[Data for the task — start]

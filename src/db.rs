//! MySQL provisioning - database, user, and grants
//!
//! All SQL goes through the [`MysqlClient`] trait so the provisioning steps
//! can be exercised against a fake in tests. The real client shells out to
//! the mysql CLI as root over the local socket, which is how the database
//! looks right after `apt-get install mysql-server`.

use std::process::Command;
use thiserror::Error;

use crate::config::DatabaseConfig;

/// Host written into created accounts; the deployment connects locally
const USER_HOST: &str = "localhost";

/// Errors from database provisioning
#[derive(Debug, Error)]
pub enum DbError {
    /// The database server could not be started
    #[error("database server failed to start: {stderr}")]
    StartFailed {
        stderr: String,
    },

    /// CREATE DATABASE failed
    #[error("database creation failed for {name}: {stderr}")]
    DatabaseCreation {
        name: String,
        stderr: String,
    },

    /// CREATE USER failed
    #[error("user creation failed for {user}: {stderr}")]
    UserCreation {
        user: String,
        stderr: String,
    },

    /// GRANT or FLUSH PRIVILEGES failed
    #[error("privilege grant failed for {user}: {stderr}")]
    PrivilegeGrant {
        user: String,
        stderr: String,
    },

    /// The mysql client itself failed (spawn error, bad exit, bad output)
    #[error("mysql client failed: {message}")]
    Client {
        message: String,
    },
}

/// Minimal SQL execution seam
pub trait MysqlClient: Send + Sync {
    /// Run a statement and return its batch-mode output
    fn query(&self, sql: &str) -> Result<String, DbError>;

    /// Run a statement, discarding output
    fn execute(&self, sql: &str) -> Result<(), DbError> {
        self.query(sql).map(|_| ())
    }
}

/// Real client shelling out to the mysql CLI (root socket auth)
pub struct MysqlCli;

impl MysqlClient for MysqlCli {
    fn query(&self, sql: &str) -> Result<String, DbError> {
        let output = Command::new("mysql")
            .args(["-N", "-B", "-e", sql])
            .output()
            .map_err(|e| DbError::Client {
                message: format!("failed to execute mysql: {e}"),
            })?;

        if !output.status.success() {
            return Err(DbError::Client {
                message: String::from_utf8_lossy(&output.stderr).trim().to_string(),
            });
        }

        Ok(String::from_utf8_lossy(&output.stdout).to_string())
    }
}

/// Idempotent database/user/grant provisioning against one server
pub struct MysqlAdmin {
    client: Box<dyn MysqlClient>,
    config: DatabaseConfig,
}

impl MysqlAdmin {
    /// Admin over the real mysql CLI
    pub fn new(config: DatabaseConfig) -> Self {
        Self {
            client: Box::new(MysqlCli),
            config,
        }
    }

    /// Admin over a custom client (useful for testing)
    pub fn with_client(config: DatabaseConfig, client: Box<dyn MysqlClient>) -> Self {
        Self { client, config }
    }

    /// The credential configuration this admin provisions
    pub fn config(&self) -> &DatabaseConfig {
        &self.config
    }

    /// Existence probe for the configured database
    pub fn database_exists(&self) -> Result<bool, DbError> {
        let out = self.client.query(&format!(
            "SHOW DATABASES LIKE '{}'",
            escape_str(&self.config.name)
        ))?;
        Ok(!out.trim().is_empty())
    }

    /// Create the configured database
    pub fn create_database(&self) -> Result<(), DbError> {
        self.client
            .execute(&format!(
                "CREATE DATABASE `{}`",
                escape_ident(&self.config.name)
            ))
            .map_err(|e| DbError::DatabaseCreation {
                name: self.config.name.clone(),
                stderr: e.to_string(),
            })
    }

    /// Existence probe for the configured user at localhost
    pub fn user_exists(&self) -> Result<bool, DbError> {
        let out = self.client.query(&format!(
            "SELECT COUNT(*) FROM mysql.user WHERE user = '{}' AND host = '{USER_HOST}'",
            escape_str(&self.config.user)
        ))?;
        parse_count(&out).map(|n| n > 0)
    }

    /// Create the configured user with its password
    ///
    /// Never called when the user already exists; an existing account is
    /// left untouched, password included.
    pub fn create_user(&self) -> Result<(), DbError> {
        self.client
            .execute(&format!(
                "CREATE USER '{}'@'{USER_HOST}' IDENTIFIED BY '{}'",
                escape_str(&self.config.user),
                escape_str(&self.config.password)
            ))
            .map_err(|e| DbError::UserCreation {
                user: self.config.user.clone(),
                stderr: e.to_string(),
            })
    }

    /// (Re-)issue the grant and flush privileges
    ///
    /// No existence probe: re-granting identical privileges is a no-op on
    /// the server, so this runs unconditionally on every pipeline pass.
    pub fn grant_privileges(&self) -> Result<(), DbError> {
        let wrap = |e: DbError| DbError::PrivilegeGrant {
            user: self.config.user.clone(),
            stderr: e.to_string(),
        };

        self.client
            .execute(&format!(
                "GRANT ALL PRIVILEGES ON `{}`.* TO '{}'@'{USER_HOST}'",
                escape_ident(&self.config.name),
                escape_str(&self.config.user)
            ))
            .map_err(wrap)?;

        self.client.execute("FLUSH PRIVILEGES").map_err(wrap)
    }
}

/// Escape a value for a single-quoted SQL string
fn escape_str(s: &str) -> String {
    s.replace('\\', r"\\").replace('\'', "''")
}

/// Escape a name for a backtick-quoted identifier
fn escape_ident(s: &str) -> String {
    s.replace('`', "``")
}

/// Parse a single COUNT(*) value out of batch-mode output
fn parse_count(out: &str) -> Result<u64, DbError> {
    out.trim().parse().map_err(|_| DbError::Client {
        message: format!("unexpected count output: {out:?}"),
    })
}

[Data for the task — finish]

Problem statement ::
Show a copy of each line from the records above in which the string "trim" occurs.

Task output ::
                message: String::from_utf8_lossy(&output.stderr).trim().to_string(),
        Ok(!out.trim().is_empty())
    out.trim().parse().map_err(|_| DbError::Client {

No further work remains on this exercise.